• _Problem description_
Every line below that has "failed" in it should be copied.

• _Record excerpts_

//! Running many independent matches in parallel and folding their results.
//!
//! The scheduler thread samples four players per match and hands the match to a fixed pool of
//! workers through a rendezvous channel, so submitting blocks until a worker is free. Workers run
//! the game and send the parsed result (or the error) to a single aggregator thread that owns
//! the [`Standings`]. Statistics are therefore never touched concurrently.
//!
//! The first failed match stops the scheduling of new matches; matches already running are
//! drained and the error is returned. A [`CancellationToken`] does the same from the outside,
//! returning the report of the matches that completed.

use std::collections::HashSet;
use std::path::PathBuf;
use std::sync::atomic::{AtomicBool, Ordering};
use std::sync::mpsc::{self, Receiver, Sender};
use std::sync::{Arc, Mutex};
use std::thread;

use rand::Rng;
use tracing::{debug, error, info, instrument, trace, warn};

use crate::agent::{Agent, Registry};
use crate::configuration::Configuration;
use crate::descriptor::Descriptor;
use crate::error::{DojoError, Result};
use crate::executor::{MatchExecutor, MatchFiles, Seed};
use crate::match_result::{MatchResult, PLAYERS_PER_MATCH};
use crate::rating::{Standings, TournamentReport};

/// Shared flag asking a running tournament to stop scheduling matches.
#[derive(Debug, Clone, Default)]
pub struct CancellationToken(Arc<AtomicBool>);

impl CancellationToken {
    /// A token that is not cancelled.
    pub fn new() -> CancellationToken {
        CancellationToken::default()
    }

    /// Request cancellation. Matches already running still complete.
    pub fn cancel(&self) {
        self.0.store(true, Ordering::Relaxed);
    }

    /// Whether [`cancel`](Self::cancel) was called since the last reset.
    pub fn is_cancelled(&self) -> bool {
        self.0.load(Ordering::Relaxed)
    }

    /// Clears a previous cancellation, for every clone of this token.
    pub fn reset(&self) {
        self.0.store(false, Ordering::Relaxed);
    }
}

/// How a tournament is executed.
#[derive(Debug, Clone)]
pub struct TournamentSettings {
    /// Matches run in parallel.
    pub workers: usize,
    /// Seed policy of every match.
    pub seed: Seed,
    /// Game configuration file shared by every match.
    pub input_file: PathBuf,
    /// Directory of the per-worker result files.
    pub output_dir: PathBuf,
    /// Outside request to stop early.
    pub cancellation: CancellationToken,
}

impl TournamentSettings {
    /// Settings taken from `config`, with time based seeds.
    pub fn from_config(config: &Configuration) -> TournamentSettings {
        TournamentSettings {
            workers: config.worker_count(),
            seed: Seed::Time,
            input_file: config.input_file.clone(),
            output_dir: config.output_dir.clone(),
            cancellation: CancellationToken::new(),
        }
    }

    /// Use `token` to cancel the tournament.
    pub fn with_cancellation(mut self, token: CancellationToken) -> Self {
        self.cancellation = token;
        self
    }

    /// Use `seed` for every match.
    pub fn with_seed(mut self, seed: Seed) -> Self {
        self.seed = seed;
        self
    }
}

/// Picks the four seats of a match out of a candidate pool.
#[derive(Debug, Clone, Copy)]
pub struct PlayerSampler<'a> {
    pool: &'a [String],
    distinct: usize,
}

impl<'a> PlayerSampler<'a> {
    /// Sampler over `pool`, which must not be empty. Repeated entries only weigh their draw.
    pub fn new(pool: &'a [String]) -> PlayerSampler<'a> {
        let distinct = pool.iter().collect::<HashSet<_>>().len();
        PlayerSampler { pool, distinct }
    }

    /// Four players drawn uniformly with replacement.
    ///
    /// Seat `i` is redrawn while it repeats an earlier seat, as long as the pool has more than
    /// `i` distinct entries: four or more give four distinct players, fewer repeat.
    pub fn sample<R: Rng + ?Sized>(&self, rng: &mut R) -> [String; PLAYERS_PER_MATCH] {
        let mut seats: [String; PLAYERS_PER_MATCH] = Default::default();
        for seat in 0..PLAYERS_PER_MATCH {
            let mut pick = self.draw(rng);
            if seat < self.distinct {
                while seats[..seat].iter().any(|p| p == pick) {
                    pick = self.draw(rng);
                }
            }
            seats[seat] = pick.clone();
        }
        seats
    }

    fn draw<R: Rng + ?Sized>(&self, rng: &mut R) -> &'a String {
        // the pool is never empty, see `run_tournament`
        &self.pool[rng.random_range(0..self.pool.len())]
    }
}

struct MatchJob {
    index: usize,
    players: [String; PLAYERS_PER_MATCH],
}

type MatchOutcome = (usize, Result<MatchResult>);

/// Plays `total_matches` matches of `evaluated` against the agents selected by
/// `opponent_descriptors` and returns the ranking.
///
/// The evaluated agent joins the candidate pool through its exact descriptor. `on_match_complete`
/// is called from the aggregator thread after each result is folded.
///
/// # Errors
/// - [`DojoError::InvalidInput`] when no opponent descriptor is given
/// - [`DojoError::NotFound`] when the candidate pool is empty
/// - the first match error (execution failure or unparseable output)
#[instrument(skip(registry, executor, settings, on_match_complete), fields(evaluated = %evaluated))]
pub fn run_tournament<F>(
    registry: &Registry,
    evaluated: &Agent,
    total_matches: usize,
    opponent_descriptors: &[String],
    executor: &dyn MatchExecutor,
    settings: &TournamentSettings,
    on_match_complete: F,
) -> Result<TournamentReport>
where
    F: FnMut(&MatchResult) + Send,
{
    if opponent_descriptors.is_empty() {
        return Err(DojoError::InvalidInput(
            "evaluate received no against descriptors".to_owned(),
        ));
    }

    let descriptors: Vec<Descriptor> = std::iter::once(evaluated.descriptor())
        .chain(opponent_descriptors.iter().map(|d| Descriptor::parse(d)))
        .collect();
    let pool: Vec<String> = registry
        .list(&descriptors)
        .into_iter()
        .map(Agent::player_name)
        .collect();
    if pool.is_empty() {
        return Err(DojoError::NotFound {
            descriptor: opponent_descriptors.join(", "),
        });
    }

    let workers = settings.workers.clamp(1, total_matches.max(1));
    info!(?pool, total_matches, workers, "starting tournament");

    let failed = AtomicBool::new(false);
    let failed = &failed;
    let (standings, first_error) = thread::scope(|scope| {
        let (job_tx, job_rx) = mpsc::sync_channel::<MatchJob>(0);
        let job_rx = Arc::new(Mutex::new(job_rx));
        let (result_tx, result_rx) = mpsc::channel::<MatchOutcome>();

        for slot in 0..workers {
            let jobs = Arc::clone(&job_rx);
            let results = result_tx.clone();
            let files = MatchFiles::for_slot(&settings.input_file, &settings.output_dir, slot);
            let seed = settings.seed;
            scope.spawn(move || worker(slot, jobs, results, executor, files, seed, failed));
        }
        // the workers own the channel ends from here on
        drop(job_rx);
        drop(result_tx);

        let evaluated_name = evaluated.player_name();
        let aggregator =
            scope.spawn(move || aggregate(result_rx, Standings::new(evaluated_name), on_match_complete));

        let sampler = PlayerSampler::new(&pool);
        let mut rng = rand::rng();
        for index in 0..total_matches {
            if failed.load(Ordering::Relaxed) {
                warn!("a match failed, no more matches are scheduled");
                break;
            }
            if settings.cancellation.is_cancelled() {
                warn!("tournament cancelled after scheduling {index} matches");
                break;
            }
            let players = sampler.sample(&mut rng);
            trace!(index, ?players, "scheduling match");
            if job_tx.send(MatchJob { index, players }).is_err() {
                error!("every worker stopped, no more matches are scheduled");
                break;
            }
        }
        drop(job_tx);

        match aggregator.join() {
            Ok(outcome) => outcome,
            Err(panic) => std::panic::resume_unwind(panic),
        }
    });

    if let Some(err) = first_error {
        return Err(err);
    }
    info!(matches = standings.matches(), "tournament finished");
    Ok(standings.report())
}

fn worker(
    slot: usize,
    jobs: Arc<Mutex<Receiver<MatchJob>>>,
    results: Sender<MatchOutcome>,
    executor: &dyn MatchExecutor,
    files: MatchFiles,
    seed: Seed,
    failed: &AtomicBool,
) {
    loop {
        let job = match jobs.lock() {
            Ok(receiver) => receiver.recv(),
            Err(_) => break,
        };
        let Ok(MatchJob { index, players }) = job else {
            break;
        };

        if failed.load(Ordering::Relaxed) {
            debug!(slot, index, "skipping match after failure");
            continue;
        }

        debug!(slot, index, ?players, "match started");
        let outcome = executor
            .execute(&players, seed.resolve(), &files)
            .and_then(|output| MatchResult::parse(&output));
        if outcome.is_err() {
            failed.store(true, Ordering::Relaxed);
        }
        if results.send((index, outcome)).is_err() {
            break;
        }
    }
}

fn aggregate<F>(
    results: Receiver<MatchOutcome>,
    mut standings: Standings,
    mut on_match_complete: F,
) -> (Standings, Option<DojoError>)
where
    F: FnMut(&MatchResult),
{
    let mut first_error = None;
    for (index, outcome) in results {
        match outcome {
            Ok(result) => {
                standings.fold(&result);
                debug!(index, winner = result.winner_name(), "match folded");
                on_match_complete(&result);
            }
            Err(err) => {
                error!(index, "match failed: {err}");
                first_error.get_or_insert(err);
            }
        }
    }
    (standings, first_error)
}
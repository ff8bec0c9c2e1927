//! The external collaborators: the game executable and the compile command.
//!
//! The game is invoked as
//! `Game <p1> <p2> <p3> <p4> -s <seed> -i <input file> -o <output file>` and reports the match
//! on stderr (see [`crate::match_result`]). Scheduling code only talks to the
//! [`MatchExecutor`] trait so that tests and alternative runners can stand in for the process.

use std::io::{BufRead, BufReader, Read};
use std::path::{Path, PathBuf};
use std::process::{Child, Command, ExitStatus, Stdio};
use std::str::FromStr;
use std::sync::{mpsc, Arc, Mutex};
use std::time::{Duration, Instant, SystemTime, UNIX_EPOCH};

use tracing::{debug, error, info, instrument, warn};

use crate::configuration::Configuration;
use crate::error::{DojoError, Result};
use crate::match_result::PLAYERS_PER_MATCH;

/// Largest seed handed to the game, time based seeds are reduced modulo this value.
pub const SEED_MODULUS: u64 = 2_147_479_307;

const STDERR_TAIL_LINES: usize = 20;

/// How long the game's stderr may stay open once the game exited, when a timeout is set.
const DRAIN_GRACE: Duration = Duration::from_millis(200);

/// Random seed policy for a match.
#[derive(Debug, Clone, Copy, PartialEq, Eq)]
pub enum Seed {
    /// Always the same seed.
    Fixed(u32),
    /// Derived from the clock when the match starts.
    Time,
}

impl Seed {
    /// Seed value to pass to the game.
    pub fn resolve(self) -> u32 {
        match self {
            Seed::Fixed(seed) => seed,
            Seed::Time => {
                let micros = SystemTime::now()
                    .duration_since(UNIX_EPOCH)
                    .unwrap_or_default()
                    .as_micros();
                (micros % u128::from(SEED_MODULUS)) as u32
            }
        }
    }
}

impl FromStr for Seed {
    type Err = DojoError;

    fn from_str(s: &str) -> Result<Self> {
        if s.eq_ignore_ascii_case("time") {
            return Ok(Seed::Time);
        }
        s.trim()
            .parse()
            .map(Seed::Fixed)
            .map_err(|_| DojoError::InvalidInput(format!("seed must be a number or 'time', got '{s}'")))
    }
}

/// Files handed to the game for one match.
#[derive(Debug, Clone, PartialEq, Eq)]
pub struct MatchFiles {
    /// Game configuration, only read.
    pub input: PathBuf,
    /// Result file written by the game.
    pub output: PathBuf,
}

impl MatchFiles {
    /// Files for worker `slot`: the shared input and a result file no other slot uses.
    pub fn for_slot(input: &Path, output_dir: &Path, slot: usize) -> MatchFiles {
        MatchFiles {
            input: input.to_owned(),
            output: output_dir.join(format!("dojo-{}-slot{slot}.res", std::process::id())),
        }
    }
}

/// Runs a single match and returns the game's diagnostic output.
///
/// Implementations are shared by every worker thread and must block until the match is over.
pub trait MatchExecutor: Send + Sync {
    /// Plays `players` (seat order) with `seed`.
    ///
    /// # Errors
    /// [`DojoError::ExecutionFailure`] when the match could not be played to the end.
    fn execute(&self, players: &[String; PLAYERS_PER_MATCH], seed: u32, files: &MatchFiles) -> Result<String>;
}

impl<F> MatchExecutor for F
where
    F: Fn(&[String; PLAYERS_PER_MATCH], u32, &MatchFiles) -> Result<String> + Send + Sync,
{
    fn execute(&self, players: &[String; PLAYERS_PER_MATCH], seed: u32, files: &MatchFiles) -> Result<String> {
        self(players, seed, files)
    }
}

/// [`MatchExecutor`] spawning the game executable as a child process.
#[derive(Debug, Clone)]
pub struct GameExecutable {
    path: PathBuf,
    working_dir: Option<PathBuf>,
    timeout: Option<Duration>,
    echo: bool,
}

impl GameExecutable {
    /// Game at `path`, no timeout, silent.
    pub fn new(path: impl Into<PathBuf>) -> GameExecutable {
        GameExecutable {
            path: path.into(),
            working_dir: None,
            timeout: None,
            echo: false,
        }
    }

    /// Game, timeout and echo taken from `config`.
    pub fn from_config(config: &Configuration) -> GameExecutable {
        GameExecutable {
            path: config.game_executable.clone(),
            working_dir: None,
            timeout: config.match_timeout,
            echo: config.echo_game_output,
        }
    }

    /// Run the game from `dir`. A relative game path is resolved against `dir`.
    pub fn in_dir(mut self, dir: &Path) -> Self {
        if self.path.is_relative() {
            self.path = dir.join(&self.path);
        }
        self.working_dir = Some(dir.to_owned());
        self
    }

    /// Kill the game after `timeout`.
    pub fn with_timeout(mut self, timeout: Option<Duration>) -> Self {
        self.timeout = timeout;
        self
    }

    /// Mirror the game's stderr while reading it.
    pub fn with_echo(mut self, echo: bool) -> Self {
        self.echo = echo;
        self
    }
}

impl MatchExecutor for GameExecutable {
    #[instrument(skip(self, files), fields(game = %self.path.display()))]
    fn execute(&self, players: &[String; PLAYERS_PER_MATCH], seed: u32, files: &MatchFiles) -> Result<String> {
        let mut command = Command::new(&self.path);
        if let Some(dir) = &self.working_dir {
            command.current_dir(dir);
        }
        let mut child = command
            .args(players)
            .arg("-s")
            .arg(seed.to_string())
            .arg("-i")
            .arg(&files.input)
            .arg("-o")
            .arg(&files.output)
            .stdin(Stdio::null())
            .stdout(Stdio::null())
            .stderr(Stdio::piped())
            .spawn()
            .map_err(|e| DojoError::ExecutionFailure {
                status: format!("cannot launch '{}': {e}", self.path.display()),
                stderr: String::new(),
            })?;

        // drained on its own thread so a chatty game never blocks on a full pipe
        let output = Arc::new(Mutex::new(String::new()));
        let (drained_tx, drained_rx) = mpsc::channel::<()>();
        match child.stderr.take() {
            Some(pipe) => {
                let output = Arc::clone(&output);
                let echo = self.echo;
                std::thread::spawn(move || {
                    read_output(pipe, echo, &output);
                    let _ = drained_tx.send(());
                });
            }
            None => drop(drained_tx),
        }

        let status = wait_for(&mut child, self.timeout);
        // processes spawned by the game may keep the pipe open after it is gone
        match self.timeout {
            Some(_) => {
                if drained_rx.recv_timeout(DRAIN_GRACE).is_err() {
                    debug!("stderr still open after the game exited, not waiting for it");
                }
            }
            None => {
                let _ = drained_rx.recv();
            }
        }
        let output = output.lock().map(|o| o.clone()).unwrap_or_default();

        match status? {
            Some(status) if status.success() => {
                debug!("game finished");
                Ok(output)
            }
            Some(status) => {
                warn!("game exited with {status}");
                Err(DojoError::ExecutionFailure {
                    status: status.to_string(),
                    stderr: tail(&output),
                })
            }
            None => {
                warn!("game killed after {:?}", self.timeout);
                Err(DojoError::ExecutionFailure {
                    status: format!("timed out after {:?}", self.timeout.unwrap_or_default()),
                    stderr: tail(&output),
                })
            }
        }
    }
}

fn read_output(pipe: impl Read, echo: bool, output: &Mutex<String>) {
    let mut reader = BufReader::new(pipe);
    let mut line = Vec::new();
    loop {
        line.clear();
        match reader.read_until(b'\n', &mut line) {
            Ok(0) | Err(_) => break,
            Ok(_) => {
                let text = String::from_utf8_lossy(&line);
                if echo {
                    eprint!("{text}");
                }
                if let Ok(mut output) = output.lock() {
                    output.push_str(&text);
                }
            }
        }
    }
}

/// Waits for `child`, killing it once `timeout` is exceeded (`Ok(None)` then).
fn wait_for(child: &mut Child, timeout: Option<Duration>) -> Result<Option<ExitStatus>> {
    let Some(timeout) = timeout else {
        return Ok(Some(child.wait()?));
    };

    let deadline = Instant::now() + timeout;
    loop {
        if let Some(status) = child.try_wait()? {
            return Ok(Some(status));
        }
        if Instant::now() >= deadline {
            let _ = child.kill();
            let _ = child.wait();
            return Ok(None);
        }
        std::thread::sleep(Duration::from_millis(10));
    }
}

fn tail(output: &str) -> String {
    let lines: Vec<&str> = output.lines().collect();
    lines[lines.len().saturating_sub(STDERR_TAIL_LINES)..].join("\n")
}

/// Runs the compile command (program followed by whitespace separated arguments) in `dir`.
///
/// # Errors
/// [`DojoError::Compilation`] when the command cannot be launched or exits with an error.
#[instrument]
pub fn compile_agents(command: &str, dir: &Path) -> Result<()> {
    let mut parts = command.split_whitespace();
    let Some(program) = parts.next() else {
        return Err(DojoError::InvalidInput("empty compile command".to_owned()));
    };

    let output = Command::new(program)
        .args(parts)
        .current_dir(dir)
        .stdin(Stdio::null())
        .output()
        .map_err(|e| DojoError::Compilation {
            status: "not launched".to_owned(),
            output: format!("command '{program}' could not be run: {e}"),
        })?;

    if output.status.success() {
        info!("compilation done");
        return Ok(());
    }

    let stderr = String::from_utf8_lossy(&output.stderr);
    let stderr = stderr.trim();
    error!("compilation error: {stderr}");
    Err(DojoError::Compilation {
        status: output.status.to_string(),
        output: stderr.lines().next().unwrap_or_default().to_owned(),
    })
}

• _Solution to this exercise_
//! The first failed match stops the scheduling of new matches; matches already running are
    let failed = AtomicBool::new(false);
    let failed = &failed;
            scope.spawn(move || worker(slot, jobs, results, executor, files, seed, failed));
            if failed.load(Ordering::Relaxed) {
                warn!("a match failed, no more matches are scheduled");
    failed: &AtomicBool,
        if failed.load(Ordering::Relaxed) {
            failed.store(true, Ordering::Relaxed);
                error!(index, "match failed: {err}");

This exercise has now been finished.